**WORK TASK**
All of the records should come back exactly as written.

##### RAW DATA

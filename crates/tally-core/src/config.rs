//! Configuration management for Tally
//!
//! Handles loading and validation of TOML configuration files.

use crate::error::ConfigError;
use crate::prompt::DEFAULT_INSTRUCTION;
use serde::{Deserialize, Serialize};
use std::fs;
use std::path::{Path, PathBuf};

/// Main configuration structure for Tally
#[derive(Debug, Clone, Default, Deserialize, Serialize)]
pub struct Config {
    /// Session state machine settings
    #[serde(default)]
    pub orchestrator: OrchestratorConfig,

    /// AI provider settings
    #[serde(default)]
    pub ai: AiConfig,

    /// Storage-related settings
    #[serde(default)]
    pub storage: StorageConfig,

    /// Daily quota settings
    #[serde(default)]
    pub usage: UsageConfig,

    /// Prompt settings
    #[serde(default)]
    pub analysis: AnalysisConfig,
}

/// Orchestrator configuration
#[derive(Debug, Clone, PartialEq, Eq, Deserialize, Serialize)]
pub struct OrchestratorConfig {
    /// Longest background stay tolerated before an in-flight analysis is
    /// abandoned, in milliseconds (default: 2000)
    #[serde(default = "default_grace_period_ms")]
    pub grace_period_ms: u64,

    /// Re-issued calls allowed after an interrupted request (default: 1)
    #[serde(default = "default_resume_retries")]
    pub resume_retries: u32,
}

impl Default for OrchestratorConfig {
    fn default() -> Self {
        Self {
            grace_period_ms: default_grace_period_ms(),
            resume_retries: default_resume_retries(),
        }
    }
}

/// AI provider configuration
#[derive(Debug, Clone, Deserialize, Serialize)]
pub struct AiConfig {
    /// Default AI provider: "claude" or "gemini"
    #[serde(default = "default_provider")]
    pub default_provider: String,

    /// Model name to use; empty selects the provider's default model
    #[serde(default)]
    pub model: String,
}

impl Default for AiConfig {
    fn default() -> Self {
        Self {
            default_provider: default_provider(),
            model: String::new(),
        }
    }
}

/// Storage configuration
#[derive(Debug, Clone, Deserialize, Serialize)]
pub struct StorageConfig {
    /// Base data directory (default: ~/.tally/)
    #[serde(
        default = "default_data_dir",
        deserialize_with = "deserialize_data_dir"
    )]
    pub data_dir: PathBuf,
}

impl Default for StorageConfig {
    fn default() -> Self {
        Self {
            data_dir: default_data_dir(),
        }
    }
}

/// Usage quota configuration
#[derive(Debug, Clone, PartialEq, Eq, Deserialize, Serialize)]
pub struct UsageConfig {
    /// Successful analyses per day on the free tier (default: 3)
    #[serde(default = "default_free_daily_limit")]
    pub free_daily_limit: u32,

    /// Successful analyses per day on the premium tier (default: 100)
    #[serde(default = "default_premium_daily_limit")]
    pub premium_daily_limit: u32,
}

impl Default for UsageConfig {
    fn default() -> Self {
        Self {
            free_daily_limit: default_free_daily_limit(),
            premium_daily_limit: default_premium_daily_limit(),
        }
    }
}

/// Analysis prompt configuration
#[derive(Debug, Clone, Deserialize, Serialize)]
pub struct AnalysisConfig {
    /// What the service should total up in each image
    #[serde(default = "default_instruction")]
    pub instruction: String,
}

impl Default for AnalysisConfig {
    fn default() -> Self {
        Self {
            instruction: default_instruction(),
        }
    }
}

// Default value functions
fn default_grace_period_ms() -> u64 {
    2000
}

fn default_resume_retries() -> u32 {
    1
}

fn default_provider() -> String {
    "claude".to_string()
}

fn default_data_dir() -> PathBuf {
    dirs::home_dir()
        .unwrap_or_else(|| PathBuf::from("."))
        .join(".tally")
}

fn default_free_daily_limit() -> u32 {
    3
}

fn default_premium_daily_limit() -> u32 {
    100
}

fn default_instruction() -> String {
    DEFAULT_INSTRUCTION.to_string()
}

/// Expands tilde (~) in a path to the home directory
fn expand_tilde(path: &Path) -> PathBuf {
    let path_str = path.to_string_lossy();
    if let Some(rest) = path_str.strip_prefix("~/") {
        if let Some(home) = dirs::home_dir() {
            return home.join(rest);
        }
    } else if path_str == "~" {
        if let Some(home) = dirs::home_dir() {
            return home;
        }
    }
    path.to_path_buf()
}

/// Custom deserializer for data_dir that expands tilde
fn deserialize_data_dir<'de, D>(deserializer: D) -> Result<PathBuf, D::Error>
where
    D: serde::Deserializer<'de>,
{
    let path_str = String::deserialize(deserializer)?;
    Ok(expand_tilde(&PathBuf::from(path_str)))
}

impl Config {
    /// Validates the configuration values
    ///
    /// # Errors
    /// Returns `ConfigError::InvalidValue` if:
    /// - `orchestrator.grace_period_ms` is 0
    /// - `ai.default_provider` is not "claude" or "gemini"
    /// - `usage.premium_daily_limit` is below `usage.free_daily_limit`
    /// - `analysis.instruction` is blank
    pub fn validate(&self) -> Result<(), ConfigError> {
        if self.orchestrator.grace_period_ms == 0 {
            return Err(ConfigError::InvalidValue(
                "grace_period_ms must be > 0".to_string(),
            ));
        }

        if !["claude", "gemini"].contains(&self.ai.default_provider.as_str()) {
            return Err(ConfigError::InvalidValue(
                "default_provider must be 'claude' or 'gemini'".to_string(),
            ));
        }

        if self.usage.premium_daily_limit < self.usage.free_daily_limit {
            return Err(ConfigError::InvalidValue(
                "premium_daily_limit must be >= free_daily_limit".to_string(),
            ));
        }

        if self.analysis.instruction.trim().is_empty() {
            return Err(ConfigError::InvalidValue(
                "instruction must not be empty".to_string(),
            ));
        }

        Ok(())
    }
}

/// Returns the default configuration file path (`~/.tally/config.toml`)
pub fn get_default_config_path() -> PathBuf {
    default_data_dir().join("config.toml")
}

/// Loads configuration from the specified path
///
/// If the file doesn't exist, creates a default configuration file.
/// If the file is invalid or contains invalid values, returns default configuration.
///
/// # Errors
/// Only IO errors during file creation or reading are returned
pub fn load_config_from_path(path: &Path) -> Result<Config, ConfigError> {
    if !path.exists() {
        if let Some(parent) = path.parent() {
            fs::create_dir_all(parent)?;
        }

        let default_config = Config::default();
        let toml_str = toml::to_string_pretty(&default_config)
            .map_err(|e| ConfigError::ParseError(e.to_string()))?;
        fs::write(path, &toml_str)?;

        tracing::info!("Created default configuration file at {:?}", path);
        return Ok(default_config);
    }

    let content = fs::read_to_string(path)?;

    let config: Config = match toml::from_str(&content) {
        Ok(c) => c,
        Err(e) => {
            tracing::warn!(
                "Failed to parse configuration file {:?}: {}. Using default configuration.",
                path,
                e
            );
            return Ok(Config::default());
        }
    };

    if let Err(e) = config.validate() {
        tracing::warn!(
            "Invalid configuration in {:?}: {}. Using default configuration.",
            path,
            e
        );
        return Ok(Config::default());
    }

    Ok(config)
}

/// Loads configuration from the default path (`~/.tally/config.toml`)
pub fn load_config() -> Result<Config, ConfigError> {
    load_config_from_path(&get_default_config_path())
}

##########

**RESPONSE TO THIS EXERCISE**
filename crates/tally-core/src/config.rs
//! Configuration management for Tally
//!
//! Handles loading and validation of TOML configuration files.

use crate::error::ConfigError;
use crate::prompt::DEFAULT_INSTRUCTION;
use serde::{Deserialize, Serialize};
use std::fs;
use std::path::{Path, PathBuf};

/// Main configuration structure for Tally
#[derive(Debug, Clone, Default, Deserialize, Serialize)]
pub struct Config {
    /// Session state machine settings
    #[serde(default)]
    pub orchestrator: OrchestratorConfig,

    /// AI provider settings
    #[serde(default)]
    pub ai: AiConfig,

    /// Storage-related settings
    #[serde(default)]
    pub storage: StorageConfig,

    /// Daily quota settings
    #[serde(default)]
    pub usage: UsageConfig,

    /// Prompt settings
    #[serde(default)]
    pub analysis: AnalysisConfig,
}

/// Orchestrator configuration
#[derive(Debug, Clone, PartialEq, Eq, Deserialize, Serialize)]
pub struct OrchestratorConfig {
    /// Longest background stay tolerated before an in-flight analysis is
    /// abandoned, in milliseconds (default: 2000)
    #[serde(default = "default_grace_period_ms")]
    pub grace_period_ms: u64,

    /// Re-issued calls allowed after an interrupted request (default: 1)
    #[serde(default = "default_resume_retries")]
    pub resume_retries: u32,
}

impl Default for OrchestratorConfig {
    fn default() -> Self {
        Self {
            grace_period_ms: default_grace_period_ms(),
            resume_retries: default_resume_retries(),
        }
    }
}

/// AI provider configuration
#[derive(Debug, Clone, Deserialize, Serialize)]
pub struct AiConfig {
    /// Default AI provider: "claude" or "gemini"
    #[serde(default = "default_provider")]
    pub default_provider: String,

    /// Model name to use; empty selects the provider's default model
    #[serde(default)]
    pub model: String,
}

impl Default for AiConfig {
    fn default() -> Self {
        Self {
            default_provider: default_provider(),
            model: String::new(),
        }
    }
}

/// Storage configuration
#[derive(Debug, Clone, Deserialize, Serialize)]
pub struct StorageConfig {
    /// Base data directory (default: ~/.tally/)
    #[serde(
        default = "default_data_dir",
        deserialize_with = "deserialize_data_dir"
    )]
    pub data_dir: PathBuf,
}

impl Default for StorageConfig {
    fn default() -> Self {
        Self {
            data_dir: default_data_dir(),
        }
    }
}

/// Usage quota configuration
#[derive(Debug, Clone, PartialEq, Eq, Deserialize, Serialize)]
pub struct UsageConfig {
    /// Successful analyses per day on the free tier (default: 3)
    #[serde(default = "default_free_daily_limit")]
    pub free_daily_limit: u32,

    /// Successful analyses per day on the premium tier (default: 100)
    #[serde(default = "default_premium_daily_limit")]
    pub premium_daily_limit: u32,
}

impl Default for UsageConfig {
    fn default() -> Self {
        Self {
            free_daily_limit: default_free_daily_limit(),
            premium_daily_limit: default_premium_daily_limit(),
        }
    }
}

/// Analysis prompt configuration
#[derive(Debug, Clone, Deserialize, Serialize)]
pub struct AnalysisConfig {
    /// What the service should total up in each image
    #[serde(default = "default_instruction")]
    pub instruction: String,
}

impl Default for AnalysisConfig {
    fn default() -> Self {
        Self {
            instruction: default_instruction(),
        }
    }
}

// Default value functions
fn default_grace_period_ms() -> u64 {
    2000
}

fn default_resume_retries() -> u32 {
    1
}

fn default_provider() -> String {
    "claude".to_string()
}

fn default_data_dir() -> PathBuf {
    dirs::home_dir()
        .unwrap_or_else(|| PathBuf::from("."))
        .join(".tally")
}

fn default_free_daily_limit() -> u32 {
    3
}

fn default_premium_daily_limit() -> u32 {
    100
}

fn default_instruction() -> String {
    DEFAULT_INSTRUCTION.to_string()
}

/// Expands tilde (~) in a path to the home directory
fn expand_tilde(path: &Path) -> PathBuf {
    let path_str = path.to_string_lossy();
    if let Some(rest) = path_str.strip_prefix("~/") {
        if let Some(home) = dirs::home_dir() {
            return home.join(rest);
        }
    } else if path_str == "~" {
        if let Some(home) = dirs::home_dir() {
            return home;
        }
    }
    path.to_path_buf()
}

/// Custom deserializer for data_dir that expands tilde
fn deserialize_data_dir<'de, D>(deserializer: D) -> Result<PathBuf, D::Error>
where
    D: serde::Deserializer<'de>,
{
    let path_str = String::deserialize(deserializer)?;
    Ok(expand_tilde(&PathBuf::from(path_str)))
}

impl Config {
    /// Validates the configuration values
    ///
    /// # Errors
    /// Returns `ConfigError::InvalidValue` if:
    /// - `orchestrator.grace_period_ms` is 0
    /// - `ai.default_provider` is not "claude" or "gemini"
    /// - `usage.premium_daily_limit` is below `usage.free_daily_limit`
    /// - `analysis.instruction` is blank
    pub fn validate(&self) -> Result<(), ConfigError> {
        if self.orchestrator.grace_period_ms == 0 {
            return Err(ConfigError::InvalidValue(
                "grace_period_ms must be > 0".to_string(),
            ));
        }

        if !["claude", "gemini"].contains(&self.ai.default_provider.as_str()) {
            return Err(ConfigError::InvalidValue(
                "default_provider must be 'claude' or 'gemini'".to_string(),
            ));
        }

        if self.usage.premium_daily_limit < self.usage.free_daily_limit {
            return Err(ConfigError::InvalidValue(
                "premium_daily_limit must be >= free_daily_limit".to_string(),
            ));
        }

        if self.analysis.instruction.trim().is_empty() {
            return Err(ConfigError::InvalidValue(
                "instruction must not be empty".to_string(),
            ));
        }

        Ok(())
    }
}

/// Returns the default configuration file path (`~/.tally/config.toml`)
pub fn get_default_config_path() -> PathBuf {
    default_data_dir().join("config.toml")
}

/// Loads configuration from the specified path
///
/// If the file doesn't exist, creates a default configuration file.
/// If the file is invalid or contains invalid values, returns default configuration.
///
/// # Errors
/// Only IO errors during file creation or reading are returned
pub fn load_config_from_path(path: &Path) -> Result<Config, ConfigError> {
    if !path.exists() {
        if let Some(parent) = path.parent() {
            fs::create_dir_all(parent)?;
        }

        let default_config = Config::default();
        let toml_str = toml::to_string_pretty(&default_config)
            .map_err(|e| ConfigError::ParseError(e.to_string()))?;
        fs::write(path, &toml_str)?;

        tracing::info!("Created default configuration file at {:?}", path);
        return Ok(default_config);
    }

    let content = fs::read_to_string(path)?;

    let config: Config = match toml::from_str(&content) {
        Ok(c) => c,
        Err(e) => {
            tracing::warn!(
                "Failed to parse configuration file {:?}: {}. Using default configuration.",
                path,
                e
            );
            return Ok(Config::default());
        }
    };

    if let Err(e) = config.validate() {
        tracing::warn!(
            "Invalid configuration in {:?}: {}. Using default configuration.",
            path,
            e
        );
        return Ok(Config::default());
    }

    Ok(config)
}

/// Loads configuration from the default path (`~/.tally/config.toml`)
pub fn load_config() -> Result<Config, ConfigError> {
    load_config_from_path(&get_default_config_path())
}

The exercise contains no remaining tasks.